====== Material for this exercise ======

use std::{net::SocketAddr, sync::Arc};

use adder_mcp::{
    build_app, build_dispatcher, config::Config, logging, repl, shutdown_server, AppState,
};
use tokio::io::BufReader;
use tracing::info;

#[tokio::main]
async fn main() -> Result<(), Box<dyn std::error::Error>> {
    logging::init_logging();

    let config = Config::from_env()?;
    let dispatcher = Arc::new(build_dispatcher(config.tool_timeout)?);

    let bind_socket = config.bind_socket()?;
    let state = AppState::new(config.api_token.clone(), Arc::clone(&dispatcher));
    let prompt_state = state.clone();
    let app = build_app(state);
    let listener = tokio::net::TcpListener::bind(bind_socket).await?;

    info!(
        bind_addr = %config.bind_addr,
        bind_port = config.bind_port,
        auth = config.api_token.is_some(),
        tools = dispatcher.registry().len(),
        "server starting"
    );

    let server = axum::serve(
        listener,
        app.into_make_service_with_connect_info::<SocketAddr>(),
    );

    if !config.interactive {
        server.await?;
        return Ok(());
    }

    let server = tokio::spawn(async move { server.await });
    repl::run_prompt(
        &prompt_state,
        BufReader::new(tokio::io::stdin()),
        tokio::io::stdout(),
    )
    .await?;

    info!("interactive prompt closed, shutting down");
    shutdown_server(server).await?;
    Ok(())
}
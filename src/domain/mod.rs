//! Tool registry, dispatch and per-client sessions
//!
//! Transport independent: the MCP layer feeds requests in and renders results out.

pub mod content;
pub mod dispatcher;
pub mod registry;
pub mod schema;
pub mod session;
pub mod tools;
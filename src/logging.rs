use std::time::Instant;

use axum::{extract::Request, middleware::Next, response::Response};
use tracing::{info, warn};
use tracing_subscriber::{fmt, EnvFilter};

use crate::http::identity::ClientIdentity;

pub fn init_logging() {
    let filter = EnvFilter::try_from_default_env().unwrap_or_else(|_| EnvFilter::new("info"));
    // stdout belongs to the interactive prompt
    fmt()
        .with_env_filter(filter)
        .with_target(false)
        .with_writer(std::io::stderr)
        .compact()
        .init();
}

pub async fn request_logging_middleware(request: Request, next: Next) -> Response {
    let method = request.method().clone();
    let path = request.uri().path().to_string();
    let client = ClientIdentity::from(&request);
    let started_at = Instant::now();

    let response = next.run(request).await;
    let status = response.status();
    let elapsed_ms = started_at.elapsed().as_millis();

    info!(
        method = %method,
        path = %path,
        client = %client,
        status = status.as_u16(),
        duration_ms = elapsed_ms,
        "request summary"
    );

    if status.as_u16() == 401 {
        warn!(method = %method, path = %path, client = %client, "authentication failure");
    }

    response
}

======

* Task item *
With the first line being the one containing "use tracing::info;" and the last line the one containing "let method = request.method().clone();", transcribe exactly the lines above that fall in that range.

* Answer space *
use tracing::info;

#[tokio::main]
async fn main() -> Result<(), Box<dyn std::error::Error>> {
    logging::init_logging();

    let config = Config::from_env()?;
    let dispatcher = Arc::new(build_dispatcher(config.tool_timeout)?);

    let bind_socket = config.bind_socket()?;
    let state = AppState::new(config.api_token.clone(), Arc::clone(&dispatcher));
    let prompt_state = state.clone();
    let app = build_app(state);
    let listener = tokio::net::TcpListener::bind(bind_socket).await?;

    info!(
        bind_addr = %config.bind_addr,
        bind_port = config.bind_port,
        auth = config.api_token.is_some(),
        tools = dispatcher.registry().len(),
        "server starting"
    );

    let server = axum::serve(
        listener,
        app.into_make_service_with_connect_info::<SocketAddr>(),
    );

    if !config.interactive {
        server.await?;
        return Ok(());
    }

    let server = tokio::spawn(async move { server.await });
    repl::run_prompt(
        &prompt_state,
        BufReader::new(tokio::io::stdin()),
        tokio::io::stdout(),
    )
    .await?;

    info!("interactive prompt closed, shutting down");
    shutdown_server(server).await?;
    Ok(())
}
filename src/domain/mod.rs
//! Tool registry, dispatch and per-client sessions
//!
//! Transport independent: the MCP layer feeds requests in and renders results out.

pub mod content;
pub mod dispatcher;
pub mod registry;
pub mod schema;
pub mod session;
pub mod tools;
filename src/logging.rs
use std::time::Instant;

use axum::{extract::Request, middleware::Next, response::Response};
use tracing::{info, warn};
use tracing_subscriber::{fmt, EnvFilter};

use crate::http::identity::ClientIdentity;

pub fn init_logging() {
    let filter = EnvFilter::try_from_default_env().unwrap_or_else(|_| EnvFilter::new("info"));
    // stdout belongs to the interactive prompt
    fmt()
        .with_env_filter(filter)
        .with_target(false)
        .with_writer(std::io::stderr)
        .compact()
        .init();
}

pub async fn request_logging_middleware(request: Request, next: Next) -> Response {
    let method = request.method().clone();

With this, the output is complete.